The new Barça coach has been a cule his whole life. This is another characteristic of his family. Joaquim Vilanova was a founder of the Penya Barcelonista de L’Escala 35 years ago. In addition to being mayor of Bellcaire for 12 years (1991-2003), Joaquim also presided over a good season for the football club of the town. Along with the teacher Jaume Hugas, who was the coordinator of the club, they implemented the great task of promoting the sport and educating boys with their values.
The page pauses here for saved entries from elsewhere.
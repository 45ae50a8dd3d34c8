// crates/canvascli/src/main.rs

use anyhow::{bail, Context, Result};
use canvascore::{ExecutionEvent, NodeEvent, PipelineRecord, Position};
use canvasruntime::{
    list_or_empty, Canvas, CanvasConfig, Connection, CyclePolicy, ErrorHandling,
    HttpPipelineStore, MockStepExecutor, NodeRegistry, PipelineStore, SimulatorConfig,
};
use clap::{Parser, Subcommand};
use std::path::{Path, PathBuf};
use std::sync::Arc;
use tokio_util::sync::CancellationToken;
use tracing_subscriber::EnvFilter;

#[derive(Parser)]
#[command(name = "canvas")]
#[command(about = "Workflow canvas CLI", long_about = None)]
struct Cli {
    /// Show debug logging
    #[arg(short, long, global = true)]
    verbose: bool,

    #[command(subcommand)]
    command: Commands,
}

#[derive(Subcommand)]
enum Commands {
    /// Simulate a run over a pipeline file
    Run {
        /// Path to pipeline JSON file
        #[arg(short, long)]
        file: PathBuf,

        /// Initial input for root nodes, as a JSON string
        #[arg(short, long)]
        input: Option<String>,

        #[arg(long, default_value_t = 300)]
        min_delay_ms: u64,

        #[arg(long, default_value_t = 800)]
        max_delay_ms: u64,

        /// Node ids that should fail
        #[arg(long = "fail")]
        fail: Vec<String>,

        /// Keep running after a node fails
        #[arg(long)]
        continue_on_error: bool,

        /// Refuse to run graphs with cycles
        #[arg(long)]
        strict: bool,
    },

    /// Validate node configs and graph structure
    Validate {
        /// Path to pipeline JSON file
        file: PathBuf,
    },

    /// Print the execution order
    Order {
        /// Path to pipeline JSON file
        file: PathBuf,
    },

    /// List available node types
    Nodes,

    /// Create an example pipeline file
    Init {
        #[arg(short, long, default_value = "pipeline.json")]
        output: PathBuf,
    },

    /// Download pipelines from the backend
    Pull {
        #[arg(long, env = "AGENT_OS_API_URL")]
        api: String,

        /// Directory to write pipeline files into
        #[arg(short, long, default_value = ".")]
        dir: PathBuf,
    },

    /// Save a pipeline file to the backend
    Push {
        #[arg(long, env = "AGENT_OS_API_URL")]
        api: String,

        file: PathBuf,
    },
}

#[tokio::main]
async fn main() -> Result<()> {
    let cli = Cli::parse();

    let default_level = if cli.verbose { "debug" } else { "info" };
    tracing_subscriber::fmt()
        .with_env_filter(
            EnvFilter::try_from_default_env().unwrap_or_else(|_| EnvFilter::new(default_level)),
        )
        .init();

    match cli.command {
        Commands::Run {
            file,
            input,
            min_delay_ms,
            max_delay_ms,
            fail,
            continue_on_error,
            strict,
        } => {
            let simulator = SimulatorConfig {
                min_delay_ms,
                max_delay_ms,
                on_error: if continue_on_error {
                    ErrorHandling::ContinueOnError
                } else {
                    ErrorHandling::StopWorkflow
                },
                on_cycle: if strict { CyclePolicy::Reject } else { CyclePolicy::Skip },
                ..SimulatorConfig::default()
            };
            let executor = fail
                .into_iter()
                .fold(MockStepExecutor::new(min_delay_ms, max_delay_ms), |executor, id| {
                    executor.fail_node(id)
                });
            run_pipeline(&file, input, simulator, executor).await?;
        }
        Commands::Validate { file } => validate_pipeline(&file)?,
        Commands::Order { file } => print_order(&file)?,
        Commands::Nodes => list_nodes(),
        Commands::Init { output } => create_example_pipeline(&output)?,
        Commands::Pull { api, dir } => pull_pipelines(&api, &dir).await?,
        Commands::Push { api, file } => push_pipeline(&api, &file).await?,
    }

    Ok(())
}

fn registry() -> Arc<NodeRegistry> {
    Arc::new(canvasnodes::default_registry())
}

fn read_record(file: &Path) -> Result<PipelineRecord> {
    let json = std::fs::read_to_string(file)
        .with_context(|| format!("reading {}", file.display()))?;
    let record: PipelineRecord = serde_json::from_str(&json)
        .with_context(|| format!("parsing {}", file.display()))?;
    Ok(record)
}

fn load_canvas(file: &Path, config: CanvasConfig, executor: Option<MockStepExecutor>) -> Result<(Canvas, PipelineRecord)> {
    let record = read_record(file)?;
    let mut canvas = match executor {
        Some(executor) => Canvas::with_executor(registry(), Arc::new(executor), config),
        None => Canvas::with_config(registry(), config),
    };
    canvas.load_record(&record)?;
    Ok((canvas, record))
}

async fn run_pipeline(
    file: &Path,
    input: Option<String>,
    simulator: SimulatorConfig,
    executor: MockStepExecutor,
) -> Result<()> {
    let config = CanvasConfig {
        simulator,
        ..CanvasConfig::default()
    };
    let (mut canvas, record) = load_canvas(file, config, Some(executor))?;

    println!("Pipeline: {}", record.name);
    println!("   Nodes: {}", canvas.graph().nodes().len());
    println!("   Edges: {}", canvas.graph().edges().len());
    println!();

    let input = match input {
        Some(raw) => {
            let json: serde_json::Value = serde_json::from_str(&raw)?;
            if !json.is_object() {
                bail!("Input must be a JSON object");
            }
            json
        }
        None => serde_json::json!({}),
    };

    let mut events = canvas.subscribe_events();
    let event_task = tokio::spawn(async move {
        while let Ok(event) = events.recv().await {
            match event {
                ExecutionEvent::RunStarted { queued, .. } => {
                    println!("Run started, {} node(s) queued", queued.len());
                }
                ExecutionEvent::NodeStarted { node_id, node_type, .. } => {
                    println!("  running  {} ({})", node_id, node_type);
                }
                ExecutionEvent::NodeCompleted { node_id, duration_ms, output, .. } => {
                    println!("  success  {} in {}ms -> {}", node_id, duration_ms, output);
                }
                ExecutionEvent::NodeFailed { node_id, error, .. } => {
                    println!("  error    {}: {}", node_id, error);
                }
                ExecutionEvent::NodeSkipped { node_id, reason, .. } => {
                    println!("  skipped  {} ({})", node_id, reason);
                }
                ExecutionEvent::NodeEvent { node_id, event, .. } => match event {
                    NodeEvent::Info { message } => println!("           [{}] {}", node_id, message),
                    NodeEvent::Warning { message } => println!("           [{}] warning: {}", node_id, message),
                    _ => {}
                },
                ExecutionEvent::RunCompleted { success, cancelled, duration_ms, .. } => {
                    let outcome = if cancelled {
                        "cancelled"
                    } else if success {
                        "completed"
                    } else {
                        "failed"
                    };
                    println!("Run {} after {}ms", outcome, duration_ms);
                    break;
                }
                ExecutionEvent::EdgeActivity { .. } | ExecutionEvent::NodeStatus { .. } => {}
            }
        }
    });

    let cancellation = CancellationToken::new();
    let ctrl_c = cancellation.clone();
    tokio::spawn(async move {
        if tokio::signal::ctrl_c().await.is_ok() {
            ctrl_c.cancel();
        }
    });

    let summary = match canvas.run_with(input, cancellation).await {
        Ok(summary) => {
            let _ = event_task.await;
            summary
        }
        Err(e) => {
            event_task.abort();
            return Err(e.into());
        }
    };

    println!();
    println!("Summary:");
    println!("   Execution ID: {}", summary.execution_id);
    println!("   Executed: {}", summary.executed.join(", "));
    if !summary.failed.is_empty() {
        println!("   Failed: {}", summary.failed.join(", "));
    }
    if !summary.skipped.is_empty() {
        println!("   Skipped: {}", summary.skipped.join(", "));
    }

    if !summary.success() {
        bail!("run did not complete successfully");
    }
    Ok(())
}

fn validate_pipeline(file: &Path) -> Result<()> {
    let (canvas, record) = load_canvas(file, CanvasConfig::default(), None)?;
    let report = canvas.validate();

    println!("Validating pipeline: {}", record.name);
    for issue in &report.issues {
        println!("  issue: {}", serde_json::to_string(issue)?);
    }
    for (node_id, node_report) in &report.nodes {
        for (field, message) in &node_report.errors {
            println!("  error   {}.{}: {}", node_id, field, message);
        }
        for (field, message) in &node_report.warnings {
            println!("  warning {}.{}: {}", node_id, field, message);
        }
    }

    if report.is_valid() {
        println!("Pipeline is valid");
    } else {
        println!("{} problem(s) found", report.error_count());
    }
    Ok(())
}

fn print_order(file: &Path) -> Result<()> {
    let (canvas, _) = load_canvas(file, CanvasConfig::default(), None)?;
    let plan = canvas.execution_order();

    for (step, node_id) in plan.order.iter().enumerate() {
        let node_type = canvas
            .graph()
            .node(node_id)
            .map(|n| n.node_type.as_str())
            .unwrap_or("?");
        println!("{:>3}. {} ({})", step + 1, node_id, node_type);
    }
    if !plan.blocked.is_empty() {
        println!("Blocked by cycles: {}", plan.blocked.join(", "));
        for cycle in &plan.cycles {
            println!("   cycle: {}", cycle.join(" -> "));
        }
    }
    Ok(())
}

fn list_nodes() {
    println!("Available node types:");
    let registry = registry();

    for category in registry.categories() {
        println!();
        println!("{}", category);
        for definition in registry.by_category(&category) {
            println!("  - {} ({})", definition.node_type, definition.label);
            if !definition.description.is_empty() {
                println!("    {}", definition.description);
            }
            let targets = registry.allowed_targets(&definition.node_type);
            if !targets.is_empty() {
                println!("    connects to: {}", targets.join(", "));
            }
        }
    }
}

fn create_example_pipeline(output: &Path) -> Result<()> {
    let mut canvas = Canvas::new(registry());

    let trigger = canvas.add_node("trigger", Position::new(100.0, 100.0))?;
    let agent = canvas.add_node("agent", Position::new(300.0, 100.0))?;
    canvas.set_config_value(&agent, "agent_id", serde_json::json!("support-triage"))?;
    let approval = canvas.add_node("hitl", Position::new(500.0, 100.0))?;
    canvas.set_config_value(&approval, "approvers", serde_json::json!("ops@example.com"))?;
    let done = canvas.add_node("output", Position::new(700.0, 100.0))?;

    canvas.connect(Connection::new(trigger, agent.clone()))?;
    canvas.connect(Connection::new(agent, approval.clone()))?;
    canvas.connect(Connection::new(approval, done))?;

    let mut record = canvas.to_record("Example triage pipeline");
    record.description = Some("Triggers an agent and asks for approval before finishing".to_string());

    std::fs::write(output, serde_json::to_string_pretty(&record)?)?;
    println!("Created example pipeline: {}", output.display());
    println!();
    println!("Run it with:");
    println!("  canvas run --file {}", output.display());
    Ok(())
}

fn file_name_for(record: &PipelineRecord, index: usize) -> String {
    let stem: String = record
        .id
        .clone()
        .unwrap_or_else(|| format!("pipeline-{}", index))
        .chars()
        .map(|c| if c.is_ascii_alphanumeric() || c == '-' || c == '_' { c } else { '_' })
        .collect();
    format!("{}.json", stem)
}

async fn pull_pipelines(api: &str, dir: &Path) -> Result<()> {
    let store = HttpPipelineStore::new(api);
    let records = list_or_empty(&store).await;

    std::fs::create_dir_all(dir)?;
    for (index, record) in records.iter().enumerate() {
        let path = dir.join(file_name_for(record, index));
        std::fs::write(&path, serde_json::to_string_pretty(record)?)?;
        println!("  {} -> {}", record.name, path.display());
    }
    println!("Pulled {} pipeline(s)", records.len());
    Ok(())
}

async fn push_pipeline(api: &str, file: &Path) -> Result<()> {
    let (canvas, mut record) = load_canvas(file, CanvasConfig::default(), None)?;

    let report = canvas.validate();
    if !report.is_valid() {
        tracing::warn!("Saving pipeline with {} validation problem(s)", report.error_count());
    }

    record.set_graph(canvas.graph());
    let store = HttpPipelineStore::new(api);
    let saved = store.save(&record).await?;

    if let Some(id) = &saved.id {
        println!("Saved pipeline {} ({})", saved.name, id);
    } else {
        println!("Saved pipeline {}", saved.name);
    }
    Ok(())
}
Tito Vilanova was one of those boys, though one day the mayor’s son disobeyed the coach’s instructions during a match. The manager asked the young Vilanova to stop trying to score and his task instead was to mark a dangerous player from the rival team. He did not listen and launched the attack. After the game came recriminations, and when the coach asked the boy why he had not followed his instructions, Tito’s honest answer cleared all anger: Tito’s mother promised to buy him a Barça shirt if he scored a goal.
The mayor is pleased that the appointment of Tito Vilanova highlighted the name of Bellcaire d’Empordà. A town which is proud of its restored castle from the thirteenth century and each year celebrates with the play “Flag of Catalonia”, which is the “essence” of the medieval history of this small town located in the foothills of the Massif Montgrí. “The appointment of Guardiola and Tito as the coach shows that you do not need to go abroad. It also embodies the values of work and the professionalism of Catalonia. They show that a way of understanding the sport is in this country,” says Font.
At a school in Bellcaire, twenty children between 6 and 7 years of age were playing in the yard. A makeshift soccer field where Tito Vilanova played during childhood, although he also studied at the Escala and Figueres before entering La Masia. All children know who their famous countryman is, which club he trains and even the reason that led him to take over as first team. “He will be the next coach because Guardiola retires,” says one of them, because of his young age, he sees the FC Barcelona coach as a very old person.
They are young but remember what Jose Mourinho said. “A person so discreet as Tito, doesn’t like the popularity he got because of the incident with Mourinho. He is quite the opposite,” says the mayor. “And for us, that aggression is a metaphor for the Catalan character: resist, even if someone puts their finger in your eye,” says Font, with his characteristic ease to turn sports events into political symbols. Jordi Pique said that Vilanova was a “good kid” and had “good grades“, although as a student he was “a little shy.” A discreet character that is still one of Tito’s features: “when I meet him on the street he greet me and still continues talking with some timidity,” he explained. A feature of the character that is very important for the future Barcelona coach who will face a certain Portuguese manager in the future.